A cada namorada que ele arranje, uma dezenas de poesias ele compõe. Nos versos
que acabamos de citar, oferecidos a uma de suas namoradas, sentimos
transparecer um sensualismo palpitante através de uma alma de velho.
Escutemo-lo em
Leviana
Leviana, ama o cocktail, adora o chá,
é inteligente, porém inútil; por que será?
Não tem alma, não faz o bem, porém é tão formosa,
é bem uma princesa, e tem perfume de rosa...
Todas as tardes ela passa... vai à Estação,
vai ver o seu caro Amor, o seu coração...
sua boca perfumada sabe rir, sabe enganar,
faceira, na sua toilette sabe bem se apurar...
Pobre de mim, para amá-la e compreendê-la,
eu tive um meio: encrustrei-a como estrela
cintilante no azul mais límpido do céu,
pois eu a adoro com egoísmo e seu véu...
Leviana foi também
oferecida a uma outra sua namorada. Realmente, não sabemos o que mais admirar
aqui. Se a composição singela, ingênua de inspiração, ou se a harmonia, o ritmo
dos versos. Que os versos tenham defeitos técnicos isso é lá com os mestres.

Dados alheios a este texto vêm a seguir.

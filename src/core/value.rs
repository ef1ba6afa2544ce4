//! Purpose: Dynamic typed value consumed by `dump` and produced by `load`.
//! Exports: `Value`, `Record`, `Variant`.
//! Role: Explicit sum type over the shapes a schema can describe.
//! Invariants: Union members are always wrapped in `Variant`; nothing probes runtime types.
//! Invariants: Record field order is preserved as constructed; lookups are by name.
use crate::core::error::Error;
use crate::core::timestamp::ZonedTimestamp;

#[derive(Clone, Debug, PartialEq)]
pub enum Value {
    Null,
    Bool(bool),
    Int(i64),
    Float(f64),
    Text(String),
    List(Vec<Value>),
    Record(Record),
    Variant(Variant),
    Timestamp(ZonedTimestamp),
}

impl Value {
    pub fn record<N, I>(fields: I) -> Self
    where
        N: Into<String>,
        I: IntoIterator<Item = (N, Value)>,
    {
        Value::Record(fields.into_iter().collect())
    }

    pub fn variant(tag: impl Into<String>, value: Value) -> Self {
        Value::Variant(Variant::new(tag, value))
    }

    pub fn as_record(&self) -> Option<&Record> {
        match self {
            Value::Record(record) => Some(record),
            _ => None,
        }
    }

    pub fn as_variant(&self) -> Option<&Variant> {
        match self {
            Value::Variant(variant) => Some(variant),
            _ => None,
        }
    }

    pub fn is_null(&self) -> bool {
        matches!(self, Value::Null)
    }

    pub fn kind_name(&self) -> &'static str {
        match self {
            Value::Null => "null",
            Value::Bool(_) => "bool",
            Value::Int(_) => "int",
            Value::Float(_) => "float",
            Value::Text(_) => "text",
            Value::List(_) => "list",
            Value::Record(_) => "record",
            Value::Variant(_) => "variant",
            Value::Timestamp(_) => "timestamp",
        }
    }
}

impl From<bool> for Value {
    fn from(value: bool) -> Self {
        Value::Bool(value)
    }
}

impl From<i64> for Value {
    fn from(value: i64) -> Self {
        Value::Int(value)
    }
}

impl From<f64> for Value {
    fn from(value: f64) -> Self {
        Value::Float(value)
    }
}

impl From<&str> for Value {
    fn from(value: &str) -> Self {
        Value::Text(value.to_string())
    }
}

impl From<String> for Value {
    fn from(value: String) -> Self {
        Value::Text(value)
    }
}

impl From<ZonedTimestamp> for Value {
    fn from(value: ZonedTimestamp) -> Self {
        Value::Timestamp(value)
    }
}

impl From<Record> for Value {
    fn from(value: Record) -> Self {
        Value::Record(value)
    }
}

impl From<Variant> for Value {
    fn from(value: Variant) -> Self {
        Value::Variant(value)
    }
}

#[derive(Clone, Debug, Default, PartialEq)]
pub struct Record {
    fields: Vec<(String, Value)>,
}

impl Record {
    pub fn new() -> Self {
        Self { fields: Vec::new() }
    }

    pub fn with_capacity(capacity: usize) -> Self {
        Self {
            fields: Vec::with_capacity(capacity),
        }
    }

    pub fn push(&mut self, name: impl Into<String>, value: Value) {
        self.fields.push((name.into(), value));
    }

    pub fn with(mut self, name: impl Into<String>, value: impl Into<Value>) -> Self {
        self.push(name, value.into());
        self
    }

    pub fn get(&self, name: &str) -> Option<&Value> {
        self.fields
            .iter()
            .find(|(field, _)| field == name)
            .map(|(_, value)| value)
    }

    pub fn len(&self) -> usize {
        self.fields.len()
    }

    pub fn is_empty(&self) -> bool {
        self.fields.is_empty()
    }

    pub fn iter(&self) -> impl Iterator<Item = (&str, &Value)> {
        self.fields.iter().map(|(name, value)| (name.as_str(), value))
    }

    pub fn into_fields(self) -> Vec<(String, Value)> {
        self.fields
    }

    // Positional fast path: records built in declared order hit `hint` directly.
    pub(crate) fn lookup(&self, hint: usize, name: &str) -> Option<&Value> {
        match self.fields.get(hint) {
            Some((field, value)) if field == name => Some(value),
            _ => self.get(name),
        }
    }
}

impl<N: Into<String>> FromIterator<(N, Value)> for Record {
    fn from_iter<I: IntoIterator<Item = (N, Value)>>(iter: I) -> Self {
        Self {
            fields: iter
                .into_iter()
                .map(|(name, value)| (name.into(), value))
                .collect(),
        }
    }
}

/// A union value: the member's tag plus its payload.
#[derive(Clone, Debug, PartialEq)]
pub struct Variant {
    tag: String,
    value: Box<Value>,
}

impl Variant {
    pub fn new(tag: impl Into<String>, value: Value) -> Self {
        Self {
            tag: tag.into(),
            value: Box::new(value),
        }
    }

    /// Unwraps a `Value::Variant`, failing with `TypeMismatch` for any other shape.
    pub fn from_value(union_name: &str, value: Value) -> Result<Self, Error> {
        match value {
            Value::Variant(variant) => Ok(variant),
            other => Err(crate::core::codec::value_mismatch(
                &format!("variant of union {union_name}"),
                &other,
            )),
        }
    }

    pub fn tag(&self) -> &str {
        &self.tag
    }

    pub fn value(&self) -> &Value {
        &self.value
    }

    pub fn into_parts(self) -> (String, Value) {
        (self.tag, *self.value)
    }
}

Mas ninguém poderá negar que eles revelam um estado d’alma expressionista. E é
quanto basta. “A poesia”, diz Grosse[4],
“é a expressão pela linguagem de fenômenos exteriores sob uma forma estética e
com o fim estético. Esta definição compreende tanto a poesia subjetiva, a poesia
lírica, que empresta uma expressão aos fenômenos do mundo interior, aos
pensamentos e aos sentimentos do eu, quanto a poesia objetiva, que descreve,
sob a forma épica ou dramática, os fenômenos do mundo exterior, dos fatos e dos
acontecimentos objetivos. Nos dois casos, a expressão serve de intuito estético;
o poeta quer excitar os sentimentos, unicamente os sentimentos. Desta maneira,
nossa definição separa de um lado a poesia épica e dramática, da descrição
didática e enfática. Toda poesia vem do sentimento e vai para o sentimento.
Está nisto o segredo de sua influência”.
Tal é o que
acontece com o nosso poeta.
[1] La
Psicologie morbide, pg. 423.
[2]
Observações Psychiatricas do Hospital do Juquery.
[3]
Candidatura esta que se realizou.
[4] E.
Grosse – Les Débuts de L’Art. Felix Lacan. Paris, 1902, pag. 177.